DATA IN THIS EXERCISE =
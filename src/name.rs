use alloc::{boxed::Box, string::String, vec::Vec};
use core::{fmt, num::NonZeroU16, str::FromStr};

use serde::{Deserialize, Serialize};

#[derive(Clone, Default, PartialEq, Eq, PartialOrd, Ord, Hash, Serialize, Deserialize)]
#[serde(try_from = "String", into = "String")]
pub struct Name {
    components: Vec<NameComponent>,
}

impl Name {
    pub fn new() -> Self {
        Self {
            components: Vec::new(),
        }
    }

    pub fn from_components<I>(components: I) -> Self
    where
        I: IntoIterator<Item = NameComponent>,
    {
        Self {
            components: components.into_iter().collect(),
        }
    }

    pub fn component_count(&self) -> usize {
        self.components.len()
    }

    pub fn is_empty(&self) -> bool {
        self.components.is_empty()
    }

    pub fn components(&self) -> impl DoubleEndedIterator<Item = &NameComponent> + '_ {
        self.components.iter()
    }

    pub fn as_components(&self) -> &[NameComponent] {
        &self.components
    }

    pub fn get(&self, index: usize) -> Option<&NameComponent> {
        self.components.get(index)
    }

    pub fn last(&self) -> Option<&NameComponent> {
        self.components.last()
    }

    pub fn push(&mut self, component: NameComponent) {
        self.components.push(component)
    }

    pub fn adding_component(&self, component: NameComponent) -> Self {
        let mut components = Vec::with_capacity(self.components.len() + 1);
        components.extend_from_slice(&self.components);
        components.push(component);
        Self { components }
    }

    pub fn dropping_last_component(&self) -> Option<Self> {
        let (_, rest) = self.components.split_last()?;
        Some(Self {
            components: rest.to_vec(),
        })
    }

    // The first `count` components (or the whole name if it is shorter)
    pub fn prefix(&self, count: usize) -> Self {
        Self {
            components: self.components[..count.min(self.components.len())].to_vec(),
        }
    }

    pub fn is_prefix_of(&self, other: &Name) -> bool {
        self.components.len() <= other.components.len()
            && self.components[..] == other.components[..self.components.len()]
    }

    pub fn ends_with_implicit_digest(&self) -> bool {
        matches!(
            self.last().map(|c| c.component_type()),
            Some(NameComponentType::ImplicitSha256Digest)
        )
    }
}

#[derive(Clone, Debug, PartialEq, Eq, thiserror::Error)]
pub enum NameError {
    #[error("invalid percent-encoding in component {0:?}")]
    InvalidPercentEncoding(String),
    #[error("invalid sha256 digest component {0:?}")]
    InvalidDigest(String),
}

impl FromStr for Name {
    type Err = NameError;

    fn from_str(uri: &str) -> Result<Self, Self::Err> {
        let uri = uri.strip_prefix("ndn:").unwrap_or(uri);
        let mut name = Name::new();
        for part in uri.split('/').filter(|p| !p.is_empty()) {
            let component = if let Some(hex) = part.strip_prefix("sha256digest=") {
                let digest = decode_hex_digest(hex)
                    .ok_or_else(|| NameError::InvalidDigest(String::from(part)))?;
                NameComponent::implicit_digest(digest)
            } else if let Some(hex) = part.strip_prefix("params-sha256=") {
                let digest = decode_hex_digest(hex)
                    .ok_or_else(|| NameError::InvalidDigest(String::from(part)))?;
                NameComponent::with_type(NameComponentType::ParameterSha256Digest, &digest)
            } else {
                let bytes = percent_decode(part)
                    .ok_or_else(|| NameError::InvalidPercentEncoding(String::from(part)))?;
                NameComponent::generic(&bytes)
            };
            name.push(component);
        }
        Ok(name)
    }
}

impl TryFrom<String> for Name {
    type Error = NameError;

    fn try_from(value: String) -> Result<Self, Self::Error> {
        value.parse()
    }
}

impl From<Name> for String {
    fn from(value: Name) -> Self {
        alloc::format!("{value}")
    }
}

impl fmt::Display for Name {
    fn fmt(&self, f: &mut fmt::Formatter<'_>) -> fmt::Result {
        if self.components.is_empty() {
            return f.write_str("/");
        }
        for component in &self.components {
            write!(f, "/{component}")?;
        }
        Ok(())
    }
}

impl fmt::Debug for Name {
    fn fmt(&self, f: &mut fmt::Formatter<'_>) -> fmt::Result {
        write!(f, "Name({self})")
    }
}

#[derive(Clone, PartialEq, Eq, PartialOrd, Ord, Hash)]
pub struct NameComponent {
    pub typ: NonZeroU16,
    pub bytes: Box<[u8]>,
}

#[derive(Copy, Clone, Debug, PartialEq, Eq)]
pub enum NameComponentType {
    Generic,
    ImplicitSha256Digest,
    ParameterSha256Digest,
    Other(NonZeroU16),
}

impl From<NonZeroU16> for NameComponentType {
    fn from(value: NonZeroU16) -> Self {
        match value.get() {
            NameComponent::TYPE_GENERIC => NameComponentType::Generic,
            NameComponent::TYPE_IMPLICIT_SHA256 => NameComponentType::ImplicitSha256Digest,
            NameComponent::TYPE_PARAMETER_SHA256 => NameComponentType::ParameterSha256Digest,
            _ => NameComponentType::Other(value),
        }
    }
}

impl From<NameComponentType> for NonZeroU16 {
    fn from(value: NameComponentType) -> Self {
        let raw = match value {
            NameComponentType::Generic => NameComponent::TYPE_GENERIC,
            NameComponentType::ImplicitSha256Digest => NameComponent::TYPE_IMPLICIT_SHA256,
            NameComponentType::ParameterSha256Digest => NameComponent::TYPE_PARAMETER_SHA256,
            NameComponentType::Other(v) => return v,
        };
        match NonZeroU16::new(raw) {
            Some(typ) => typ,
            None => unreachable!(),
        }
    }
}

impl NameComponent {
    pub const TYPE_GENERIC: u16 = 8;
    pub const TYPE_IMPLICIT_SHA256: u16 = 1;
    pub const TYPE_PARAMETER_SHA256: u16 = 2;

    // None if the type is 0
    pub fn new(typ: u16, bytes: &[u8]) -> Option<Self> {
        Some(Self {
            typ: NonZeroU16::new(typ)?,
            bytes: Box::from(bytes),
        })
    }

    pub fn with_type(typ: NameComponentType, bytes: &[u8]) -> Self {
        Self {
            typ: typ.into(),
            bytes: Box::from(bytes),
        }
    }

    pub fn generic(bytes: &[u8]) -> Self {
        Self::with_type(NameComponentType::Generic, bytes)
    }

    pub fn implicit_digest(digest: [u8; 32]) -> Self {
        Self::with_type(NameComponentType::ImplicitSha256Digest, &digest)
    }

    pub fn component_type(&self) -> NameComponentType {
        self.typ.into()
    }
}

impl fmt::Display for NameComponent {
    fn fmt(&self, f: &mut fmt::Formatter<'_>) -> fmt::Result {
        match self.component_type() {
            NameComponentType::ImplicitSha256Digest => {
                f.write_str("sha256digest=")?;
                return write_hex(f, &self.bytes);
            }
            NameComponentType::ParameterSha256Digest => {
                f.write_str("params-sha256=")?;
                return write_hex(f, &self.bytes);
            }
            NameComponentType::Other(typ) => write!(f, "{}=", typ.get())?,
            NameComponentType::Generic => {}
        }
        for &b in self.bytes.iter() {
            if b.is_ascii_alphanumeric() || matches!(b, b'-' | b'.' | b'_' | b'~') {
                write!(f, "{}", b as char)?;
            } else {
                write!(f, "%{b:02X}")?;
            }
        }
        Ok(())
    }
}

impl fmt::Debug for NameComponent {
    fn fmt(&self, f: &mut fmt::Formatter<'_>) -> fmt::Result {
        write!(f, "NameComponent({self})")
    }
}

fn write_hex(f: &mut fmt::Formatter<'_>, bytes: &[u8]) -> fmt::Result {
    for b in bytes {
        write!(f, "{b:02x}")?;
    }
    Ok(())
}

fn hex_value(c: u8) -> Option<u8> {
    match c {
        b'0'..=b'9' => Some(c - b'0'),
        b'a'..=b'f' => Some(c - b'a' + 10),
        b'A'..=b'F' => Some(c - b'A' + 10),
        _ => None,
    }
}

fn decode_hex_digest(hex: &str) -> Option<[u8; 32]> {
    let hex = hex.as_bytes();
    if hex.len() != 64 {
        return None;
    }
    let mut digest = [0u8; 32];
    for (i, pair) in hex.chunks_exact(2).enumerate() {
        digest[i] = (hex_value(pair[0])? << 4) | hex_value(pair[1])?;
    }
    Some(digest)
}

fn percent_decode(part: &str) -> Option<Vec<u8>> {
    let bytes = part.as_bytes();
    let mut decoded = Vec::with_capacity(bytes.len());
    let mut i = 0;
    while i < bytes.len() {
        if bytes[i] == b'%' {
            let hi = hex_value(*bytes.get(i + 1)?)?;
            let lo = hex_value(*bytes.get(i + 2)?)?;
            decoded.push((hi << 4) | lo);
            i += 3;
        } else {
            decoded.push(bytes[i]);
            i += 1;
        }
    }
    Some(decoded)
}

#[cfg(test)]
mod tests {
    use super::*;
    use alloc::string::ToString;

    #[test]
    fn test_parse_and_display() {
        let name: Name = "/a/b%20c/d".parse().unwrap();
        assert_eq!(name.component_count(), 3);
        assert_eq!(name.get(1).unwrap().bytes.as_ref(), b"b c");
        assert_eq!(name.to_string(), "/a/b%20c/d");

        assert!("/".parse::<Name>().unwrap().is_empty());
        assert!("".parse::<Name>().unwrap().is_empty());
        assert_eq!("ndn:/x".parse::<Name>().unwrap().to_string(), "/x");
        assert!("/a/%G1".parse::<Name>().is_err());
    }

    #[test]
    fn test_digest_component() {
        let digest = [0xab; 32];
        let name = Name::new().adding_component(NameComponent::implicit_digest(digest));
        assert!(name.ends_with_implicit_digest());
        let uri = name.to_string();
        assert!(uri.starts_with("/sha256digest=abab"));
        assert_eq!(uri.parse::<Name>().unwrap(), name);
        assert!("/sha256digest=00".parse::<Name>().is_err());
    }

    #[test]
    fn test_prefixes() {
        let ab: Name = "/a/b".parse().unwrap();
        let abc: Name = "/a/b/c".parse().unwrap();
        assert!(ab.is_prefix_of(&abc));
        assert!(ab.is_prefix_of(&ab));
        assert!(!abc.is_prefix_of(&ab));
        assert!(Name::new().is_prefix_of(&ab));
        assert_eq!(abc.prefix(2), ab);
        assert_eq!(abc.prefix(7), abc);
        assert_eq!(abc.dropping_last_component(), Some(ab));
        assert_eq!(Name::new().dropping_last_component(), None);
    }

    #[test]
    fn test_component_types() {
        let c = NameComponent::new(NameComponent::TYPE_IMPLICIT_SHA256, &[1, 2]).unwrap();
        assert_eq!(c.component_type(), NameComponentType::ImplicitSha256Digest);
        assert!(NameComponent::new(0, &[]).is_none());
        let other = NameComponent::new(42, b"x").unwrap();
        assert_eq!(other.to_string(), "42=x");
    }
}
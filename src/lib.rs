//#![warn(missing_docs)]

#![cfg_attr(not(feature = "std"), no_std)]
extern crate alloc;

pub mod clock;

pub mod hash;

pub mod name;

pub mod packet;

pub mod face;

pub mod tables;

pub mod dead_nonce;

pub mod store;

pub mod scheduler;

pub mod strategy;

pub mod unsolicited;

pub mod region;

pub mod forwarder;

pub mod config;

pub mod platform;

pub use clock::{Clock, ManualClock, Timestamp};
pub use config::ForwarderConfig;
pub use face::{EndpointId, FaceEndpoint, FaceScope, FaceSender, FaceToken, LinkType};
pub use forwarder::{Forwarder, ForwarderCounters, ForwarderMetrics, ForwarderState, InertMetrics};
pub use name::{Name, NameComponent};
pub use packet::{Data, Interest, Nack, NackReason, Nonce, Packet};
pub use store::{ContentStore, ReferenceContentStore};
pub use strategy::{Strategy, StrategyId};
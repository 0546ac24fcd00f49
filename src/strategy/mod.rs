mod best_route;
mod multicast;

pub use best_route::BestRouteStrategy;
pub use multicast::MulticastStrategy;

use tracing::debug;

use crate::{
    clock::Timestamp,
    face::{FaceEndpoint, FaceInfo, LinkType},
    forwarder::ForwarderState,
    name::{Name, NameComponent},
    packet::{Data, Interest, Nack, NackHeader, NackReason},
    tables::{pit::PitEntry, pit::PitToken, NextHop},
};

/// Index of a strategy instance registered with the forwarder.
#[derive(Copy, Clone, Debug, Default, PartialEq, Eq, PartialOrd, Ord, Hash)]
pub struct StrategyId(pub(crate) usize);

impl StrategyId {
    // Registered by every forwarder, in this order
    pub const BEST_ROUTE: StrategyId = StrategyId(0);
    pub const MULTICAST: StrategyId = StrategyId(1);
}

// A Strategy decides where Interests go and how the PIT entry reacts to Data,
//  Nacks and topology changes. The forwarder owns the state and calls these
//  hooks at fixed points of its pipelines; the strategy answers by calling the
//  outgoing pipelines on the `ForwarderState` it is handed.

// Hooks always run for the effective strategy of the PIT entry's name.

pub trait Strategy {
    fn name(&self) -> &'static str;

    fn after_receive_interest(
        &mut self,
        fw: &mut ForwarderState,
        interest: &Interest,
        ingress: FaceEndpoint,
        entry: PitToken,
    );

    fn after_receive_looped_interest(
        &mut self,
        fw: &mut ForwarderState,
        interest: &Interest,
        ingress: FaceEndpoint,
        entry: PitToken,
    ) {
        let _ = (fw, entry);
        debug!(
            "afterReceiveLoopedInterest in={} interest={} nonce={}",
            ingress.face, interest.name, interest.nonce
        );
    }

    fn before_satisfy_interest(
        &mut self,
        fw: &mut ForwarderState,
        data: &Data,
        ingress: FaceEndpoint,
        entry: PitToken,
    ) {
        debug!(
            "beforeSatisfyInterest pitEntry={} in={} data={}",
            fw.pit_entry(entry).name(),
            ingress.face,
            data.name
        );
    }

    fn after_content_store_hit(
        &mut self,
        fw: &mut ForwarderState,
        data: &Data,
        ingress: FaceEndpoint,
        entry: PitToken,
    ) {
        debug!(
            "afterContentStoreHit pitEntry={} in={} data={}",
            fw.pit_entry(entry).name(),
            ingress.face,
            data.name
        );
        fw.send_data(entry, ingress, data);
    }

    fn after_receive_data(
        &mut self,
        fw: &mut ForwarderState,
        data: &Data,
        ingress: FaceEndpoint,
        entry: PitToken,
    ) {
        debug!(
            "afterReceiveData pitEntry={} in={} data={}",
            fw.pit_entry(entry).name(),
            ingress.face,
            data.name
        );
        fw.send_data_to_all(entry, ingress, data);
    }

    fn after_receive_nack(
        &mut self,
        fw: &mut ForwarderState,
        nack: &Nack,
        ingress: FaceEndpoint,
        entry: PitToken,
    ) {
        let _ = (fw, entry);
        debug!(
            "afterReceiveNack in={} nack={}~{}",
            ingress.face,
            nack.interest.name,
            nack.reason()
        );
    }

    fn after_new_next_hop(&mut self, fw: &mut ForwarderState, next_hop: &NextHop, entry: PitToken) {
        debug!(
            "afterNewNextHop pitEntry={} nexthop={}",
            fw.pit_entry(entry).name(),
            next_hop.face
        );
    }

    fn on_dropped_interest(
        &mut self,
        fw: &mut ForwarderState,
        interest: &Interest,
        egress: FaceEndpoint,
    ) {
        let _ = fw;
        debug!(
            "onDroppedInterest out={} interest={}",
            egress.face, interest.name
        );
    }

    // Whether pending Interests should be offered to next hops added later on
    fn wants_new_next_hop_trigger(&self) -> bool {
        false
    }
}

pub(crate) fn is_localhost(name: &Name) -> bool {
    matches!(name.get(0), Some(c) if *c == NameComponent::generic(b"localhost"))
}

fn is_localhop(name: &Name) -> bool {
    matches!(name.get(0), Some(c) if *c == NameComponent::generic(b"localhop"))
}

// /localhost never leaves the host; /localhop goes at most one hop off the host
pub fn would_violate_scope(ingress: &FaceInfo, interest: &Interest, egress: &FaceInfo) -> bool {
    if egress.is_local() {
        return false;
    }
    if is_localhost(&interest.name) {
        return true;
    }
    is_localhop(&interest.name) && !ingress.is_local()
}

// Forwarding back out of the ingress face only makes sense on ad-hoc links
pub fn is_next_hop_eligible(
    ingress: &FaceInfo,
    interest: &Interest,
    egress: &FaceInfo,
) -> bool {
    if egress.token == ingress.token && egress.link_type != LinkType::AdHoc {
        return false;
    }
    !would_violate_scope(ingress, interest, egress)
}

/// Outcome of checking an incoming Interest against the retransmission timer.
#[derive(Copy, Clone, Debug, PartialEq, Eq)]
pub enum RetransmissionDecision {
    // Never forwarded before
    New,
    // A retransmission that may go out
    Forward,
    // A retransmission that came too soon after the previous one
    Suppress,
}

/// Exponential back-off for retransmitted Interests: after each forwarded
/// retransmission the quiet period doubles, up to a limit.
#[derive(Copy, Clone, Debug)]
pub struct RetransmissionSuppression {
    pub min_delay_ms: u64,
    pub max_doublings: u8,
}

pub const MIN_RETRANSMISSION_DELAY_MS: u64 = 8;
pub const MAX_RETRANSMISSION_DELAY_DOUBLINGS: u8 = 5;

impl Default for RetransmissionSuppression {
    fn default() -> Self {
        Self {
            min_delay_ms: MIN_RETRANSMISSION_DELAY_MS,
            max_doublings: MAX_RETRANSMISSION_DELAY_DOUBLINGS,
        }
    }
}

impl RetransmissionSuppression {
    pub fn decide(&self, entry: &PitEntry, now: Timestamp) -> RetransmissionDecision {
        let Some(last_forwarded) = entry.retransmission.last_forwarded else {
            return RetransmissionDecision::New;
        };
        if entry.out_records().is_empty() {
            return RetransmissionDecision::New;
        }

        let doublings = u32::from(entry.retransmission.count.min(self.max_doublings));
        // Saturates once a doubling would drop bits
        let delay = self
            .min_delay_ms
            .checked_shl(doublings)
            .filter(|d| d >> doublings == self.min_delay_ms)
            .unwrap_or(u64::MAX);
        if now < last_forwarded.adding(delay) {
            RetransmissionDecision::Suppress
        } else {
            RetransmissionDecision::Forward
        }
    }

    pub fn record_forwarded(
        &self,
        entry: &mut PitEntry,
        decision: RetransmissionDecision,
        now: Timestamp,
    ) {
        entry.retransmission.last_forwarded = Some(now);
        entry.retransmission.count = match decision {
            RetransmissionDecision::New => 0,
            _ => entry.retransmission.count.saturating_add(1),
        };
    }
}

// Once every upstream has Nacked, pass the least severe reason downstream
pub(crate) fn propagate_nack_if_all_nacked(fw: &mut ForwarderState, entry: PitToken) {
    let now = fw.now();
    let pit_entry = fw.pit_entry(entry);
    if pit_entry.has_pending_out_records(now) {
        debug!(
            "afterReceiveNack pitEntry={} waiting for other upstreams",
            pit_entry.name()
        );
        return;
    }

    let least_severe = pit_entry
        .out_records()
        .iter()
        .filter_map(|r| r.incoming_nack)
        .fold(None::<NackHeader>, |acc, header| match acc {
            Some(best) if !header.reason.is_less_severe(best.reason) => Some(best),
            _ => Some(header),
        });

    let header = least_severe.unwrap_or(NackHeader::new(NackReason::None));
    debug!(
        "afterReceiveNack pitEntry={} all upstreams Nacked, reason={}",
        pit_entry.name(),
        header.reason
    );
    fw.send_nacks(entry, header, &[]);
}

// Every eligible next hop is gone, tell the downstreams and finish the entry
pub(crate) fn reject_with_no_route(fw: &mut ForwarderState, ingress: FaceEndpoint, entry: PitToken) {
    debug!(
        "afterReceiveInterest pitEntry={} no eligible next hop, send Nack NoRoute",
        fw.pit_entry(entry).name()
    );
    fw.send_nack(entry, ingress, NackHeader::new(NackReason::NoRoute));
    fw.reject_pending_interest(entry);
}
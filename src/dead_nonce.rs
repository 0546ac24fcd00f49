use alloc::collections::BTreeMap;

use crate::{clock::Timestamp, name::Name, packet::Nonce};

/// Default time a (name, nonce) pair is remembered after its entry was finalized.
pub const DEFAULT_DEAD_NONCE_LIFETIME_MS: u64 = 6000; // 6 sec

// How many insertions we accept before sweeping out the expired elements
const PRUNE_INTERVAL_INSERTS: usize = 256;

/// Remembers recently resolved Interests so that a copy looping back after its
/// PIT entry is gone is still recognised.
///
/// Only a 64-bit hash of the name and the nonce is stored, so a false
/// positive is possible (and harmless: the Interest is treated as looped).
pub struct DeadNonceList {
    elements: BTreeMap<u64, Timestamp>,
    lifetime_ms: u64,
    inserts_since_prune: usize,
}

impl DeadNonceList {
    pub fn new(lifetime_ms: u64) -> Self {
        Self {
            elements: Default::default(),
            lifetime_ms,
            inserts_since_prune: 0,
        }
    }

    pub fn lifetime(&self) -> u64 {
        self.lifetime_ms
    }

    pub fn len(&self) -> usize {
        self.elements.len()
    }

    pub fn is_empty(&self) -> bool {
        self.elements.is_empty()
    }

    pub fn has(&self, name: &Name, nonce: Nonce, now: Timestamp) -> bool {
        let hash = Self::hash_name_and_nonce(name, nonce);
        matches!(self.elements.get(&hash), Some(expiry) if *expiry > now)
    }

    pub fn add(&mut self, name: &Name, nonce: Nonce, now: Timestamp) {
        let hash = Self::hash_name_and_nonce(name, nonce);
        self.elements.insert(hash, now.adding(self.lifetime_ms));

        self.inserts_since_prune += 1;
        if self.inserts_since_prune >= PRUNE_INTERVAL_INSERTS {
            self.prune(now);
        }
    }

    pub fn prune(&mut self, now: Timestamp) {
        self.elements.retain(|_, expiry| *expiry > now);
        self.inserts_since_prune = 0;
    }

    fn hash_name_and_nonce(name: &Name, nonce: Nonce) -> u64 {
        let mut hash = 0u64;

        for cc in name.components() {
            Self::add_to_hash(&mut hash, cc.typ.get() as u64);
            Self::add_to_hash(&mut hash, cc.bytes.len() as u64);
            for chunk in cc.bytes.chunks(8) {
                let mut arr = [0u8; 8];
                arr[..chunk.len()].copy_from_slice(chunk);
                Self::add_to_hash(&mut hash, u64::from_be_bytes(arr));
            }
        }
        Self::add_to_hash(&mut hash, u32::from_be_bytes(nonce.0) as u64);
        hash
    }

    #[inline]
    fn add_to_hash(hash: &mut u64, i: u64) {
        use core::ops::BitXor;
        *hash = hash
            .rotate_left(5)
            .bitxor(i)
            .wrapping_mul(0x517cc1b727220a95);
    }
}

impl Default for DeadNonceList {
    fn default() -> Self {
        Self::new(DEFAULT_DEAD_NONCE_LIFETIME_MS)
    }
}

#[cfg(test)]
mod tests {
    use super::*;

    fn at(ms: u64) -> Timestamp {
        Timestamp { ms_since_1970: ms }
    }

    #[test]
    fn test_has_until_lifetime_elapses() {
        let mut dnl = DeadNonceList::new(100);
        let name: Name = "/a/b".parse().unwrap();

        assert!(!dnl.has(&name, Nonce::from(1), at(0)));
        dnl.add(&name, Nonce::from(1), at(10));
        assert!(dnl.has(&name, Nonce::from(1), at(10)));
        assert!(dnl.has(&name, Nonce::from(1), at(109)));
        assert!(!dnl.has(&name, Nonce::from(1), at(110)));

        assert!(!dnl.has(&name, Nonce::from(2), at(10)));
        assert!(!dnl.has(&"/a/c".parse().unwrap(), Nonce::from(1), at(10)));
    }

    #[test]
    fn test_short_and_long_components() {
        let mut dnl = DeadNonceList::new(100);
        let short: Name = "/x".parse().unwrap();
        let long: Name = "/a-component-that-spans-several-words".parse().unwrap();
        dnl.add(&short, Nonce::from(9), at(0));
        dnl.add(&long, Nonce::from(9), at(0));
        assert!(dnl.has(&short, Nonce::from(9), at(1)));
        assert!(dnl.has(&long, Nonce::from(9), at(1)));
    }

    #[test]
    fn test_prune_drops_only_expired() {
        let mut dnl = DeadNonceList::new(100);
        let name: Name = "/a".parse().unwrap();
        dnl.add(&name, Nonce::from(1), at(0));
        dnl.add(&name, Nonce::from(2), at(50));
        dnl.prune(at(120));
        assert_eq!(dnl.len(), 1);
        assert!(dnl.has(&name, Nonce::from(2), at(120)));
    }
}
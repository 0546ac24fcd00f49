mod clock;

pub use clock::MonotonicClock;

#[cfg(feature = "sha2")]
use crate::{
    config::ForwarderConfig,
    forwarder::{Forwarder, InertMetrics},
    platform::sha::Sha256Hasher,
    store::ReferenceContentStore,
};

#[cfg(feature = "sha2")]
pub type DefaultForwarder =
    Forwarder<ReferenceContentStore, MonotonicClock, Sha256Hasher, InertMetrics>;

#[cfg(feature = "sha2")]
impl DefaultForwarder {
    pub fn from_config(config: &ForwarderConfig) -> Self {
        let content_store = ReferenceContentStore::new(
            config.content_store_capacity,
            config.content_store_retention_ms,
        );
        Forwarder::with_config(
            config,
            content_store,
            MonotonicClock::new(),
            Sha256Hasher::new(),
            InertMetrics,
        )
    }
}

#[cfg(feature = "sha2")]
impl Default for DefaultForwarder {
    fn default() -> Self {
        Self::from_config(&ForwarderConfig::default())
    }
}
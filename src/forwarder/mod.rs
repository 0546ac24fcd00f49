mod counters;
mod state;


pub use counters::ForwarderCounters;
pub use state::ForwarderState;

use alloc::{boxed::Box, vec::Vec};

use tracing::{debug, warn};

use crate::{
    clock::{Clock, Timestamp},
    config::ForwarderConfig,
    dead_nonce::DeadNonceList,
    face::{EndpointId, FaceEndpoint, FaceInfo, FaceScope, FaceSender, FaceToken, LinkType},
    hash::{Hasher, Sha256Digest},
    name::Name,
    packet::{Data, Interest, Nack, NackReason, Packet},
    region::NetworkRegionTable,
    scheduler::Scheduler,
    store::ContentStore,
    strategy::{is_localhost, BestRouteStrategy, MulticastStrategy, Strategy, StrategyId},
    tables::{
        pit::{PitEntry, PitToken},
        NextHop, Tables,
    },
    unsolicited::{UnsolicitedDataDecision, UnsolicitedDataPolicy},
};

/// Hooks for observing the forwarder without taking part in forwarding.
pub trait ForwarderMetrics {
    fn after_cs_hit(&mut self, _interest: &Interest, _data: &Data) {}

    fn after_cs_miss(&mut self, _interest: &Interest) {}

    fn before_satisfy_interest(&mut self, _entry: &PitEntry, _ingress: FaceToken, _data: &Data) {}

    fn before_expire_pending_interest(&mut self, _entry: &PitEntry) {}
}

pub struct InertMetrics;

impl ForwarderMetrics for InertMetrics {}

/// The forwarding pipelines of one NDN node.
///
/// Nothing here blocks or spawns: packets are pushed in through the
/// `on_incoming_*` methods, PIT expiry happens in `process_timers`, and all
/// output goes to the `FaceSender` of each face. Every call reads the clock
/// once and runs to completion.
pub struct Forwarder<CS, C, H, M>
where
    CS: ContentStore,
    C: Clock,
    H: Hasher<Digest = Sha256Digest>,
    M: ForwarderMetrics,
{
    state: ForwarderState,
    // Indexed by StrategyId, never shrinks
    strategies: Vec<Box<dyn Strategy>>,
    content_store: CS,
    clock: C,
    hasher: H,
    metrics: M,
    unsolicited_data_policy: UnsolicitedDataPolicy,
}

TASK INSTRUCTIONS = Every line in the data that holds the string "decoded" should be returned.

EXERCISE RESULT =
    let mut decoded = Vec::with_capacity(bytes.len());
            decoded.push((hi << 4) | lo);
            decoded.push(bytes[i]);
    Some(decoded)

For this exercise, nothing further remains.